顱內生殖細胞瘤檢查
一、檢查:
1.血液:
患者血液中絨毛膜促性腺激素、甲胎蛋白及癌胚抗原可升高。術后可恢復正常,復發或播散時再度升高。國外報告11例生殖細胞瘤,所有病人血中絨毛膜促性腺激素或甲胎蛋白升高。故多數學者認為術前有絨毛膜促性腺激素或甲胎蛋白升高者預后不良。
2.腦脊液:
多數病人壓力增高,部分病人腦脊液蛋白含量輕中度增高,腦脊液中絨毛膜促性腺激素或甲胎蛋白可明顯增高。腦脊液細胞學檢查有時可發現瘤細胞。70%病例腦脊液中可出現上皮樣細胞,但并不一定意味著發生脊髓轉移。
3.顱骨平片:
均可顯示有顱內壓增高的征象。40%~60%的病人可有松果體異常鈣化,尤其是當鈣化發生在10~15歲的小兒時,鈣化斑直徑超過1cm,鈣化向下后方移位者,均是診斷生殖細胞瘤的有力證據。
4.放射性核素掃描:
連續腦閃爍斷層核素掃描,絕大多數可見到核素在腫瘤中蓄積,直徑大于1.5cm。
5.CT掃描:
CT掃描可精確地確定其大小、部位及其周圍關系。
1)平掃CT可見與腦灰質等密度或稍高密度,
松果體區生殖細胞瘤鈣化的幾率較鞍區生殖細胞瘤高得多。當松果體區生殖細胞瘤生長過程中有時將鈣化的松果體(呈彈丸狀)包繞在其中,故鈣化的“彈丸”可能在瘤內,也可在腫瘤的周邊,常在側方或后方,偶可被推擠至前方。腫瘤外形呈圓形,不規則型或呈蝴蝶形,后者在診斷生殖細胞瘤有著特征性價值。正常人松果體鈣化率約為40%,而有生殖細胞瘤患者的松果體鈣化率近100%;鞍上生殖細胞瘤可無鈣化或細小的鈣化。
2)增強CT:
當CT平掃發現病變的情況下應立即注藥做CT強化掃描,表現為中度到明顯的均勻一致的強化,少數強化不均勻,可顯示較小的囊變。

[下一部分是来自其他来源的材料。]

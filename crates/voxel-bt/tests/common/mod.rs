use std::collections::BTreeMap;
use std::fmt;

use voxel_bt::{Leaf, NodeState, Status};

/// Test context: leaf statuses are looked up by name so tests can flip them between ticks.
#[derive(Debug, Default)]
pub struct ProbeWorld {
    pub statuses: BTreeMap<&'static str, Status>,
    pub ticked: Vec<&'static str>,
    pub exited: Vec<(&'static str, NodeState)>,
}

impl ProbeWorld {
    pub fn set(&mut self, name: &'static str, status: Status) {
        self.statuses.insert(name, status);
    }

    pub fn set_all(&mut self, names: &[&'static str], status: Status) {
        for name in names {
            self.set(name, status);
        }
    }

    pub fn take_ticked(&mut self) -> Vec<&'static str> {
        std::mem::take(&mut self.ticked)
    }
}

#[derive(Debug, Clone, Copy)]
pub struct Probe(pub &'static str);

impl Leaf<ProbeWorld> for Probe {
    fn tick(&mut self, world: &mut ProbeWorld) -> Status {
        world.ticked.push(self.0);
        world
            .statuses
            .get(self.0)
            .copied()
            .unwrap_or(Status::Failure)
    }

    fn on_exit(&mut self, world: &mut ProbeWorld, new_state: NodeState) {
        world.exited.push((self.0, new_state));
    }
}

impl fmt::Display for Probe {
    fn fmt(&self, f: &mut fmt::Formatter<'_>) -> fmt::Result {
        f.write_str(self.0)
    }
}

故兒童或青少年,CT發現有松果體區稍高密度腫物,注藥有均勻強化(少數可不均勻),若有彈丸狀鈣化,則強烈提示為生殖細胞瘤。鞍上生殖細胞瘤位于中線漏斗和(或)垂體進入鞍內,侵犯神經垂體也不少見。鞍上生殖細胞瘤可為圓形或分葉狀,CT平掃和增強與松果體區相似,但有的學者指出此部位的生殖細胞瘤鮮有鈣化發生。除了上述“單發性”腫瘤之外,關于“多發性”的生殖細胞瘤,最典型的是在做CT檢查時同時發現2或3個生殖細胞瘤。
3)CT檢查對生殖細胞瘤有很大價值,
尤其對腫瘤的鈣化及腦室擴大或移位情況提供重要的資料。不同亞型的生殖細胞瘤有其特有的表現,有時結合臨床,甚至可作出腫瘤定性診斷。
6.MRI檢查:
MRI對顯示鞍上小的生殖細胞瘤(直徑<1cm)或脊髓轉移灶十分清楚;顯示松果體區生殖細胞瘤常為圓形、橢圓形或不規則形,多數T1為等或稍低信號,T2為稍高信號,少數亦可為等信號;注藥后均勻一致的強化,邊界清楚,有時少數僅呈中度或不均勻強化。有報告20%~58%的生殖細胞瘤有小的囊變,這些囊變由于蛋白性液體或壞死液化所致,通常極小,有時在瘤內有小出血灶,在T1像為高信號;松果體區者可侵犯中腦和丘腦,在T2像上有周邊模糊高信號影。MRI對腫瘤的種植或播散顯示全面,除了T1及T2像的多發病灶顯示清晰,而注藥后病變明顯強化。底節生殖細胞瘤也是T1等或低信號,而T2稍高信號,注藥后可均勻強化,有的顯示同側皮層有萎縮現象。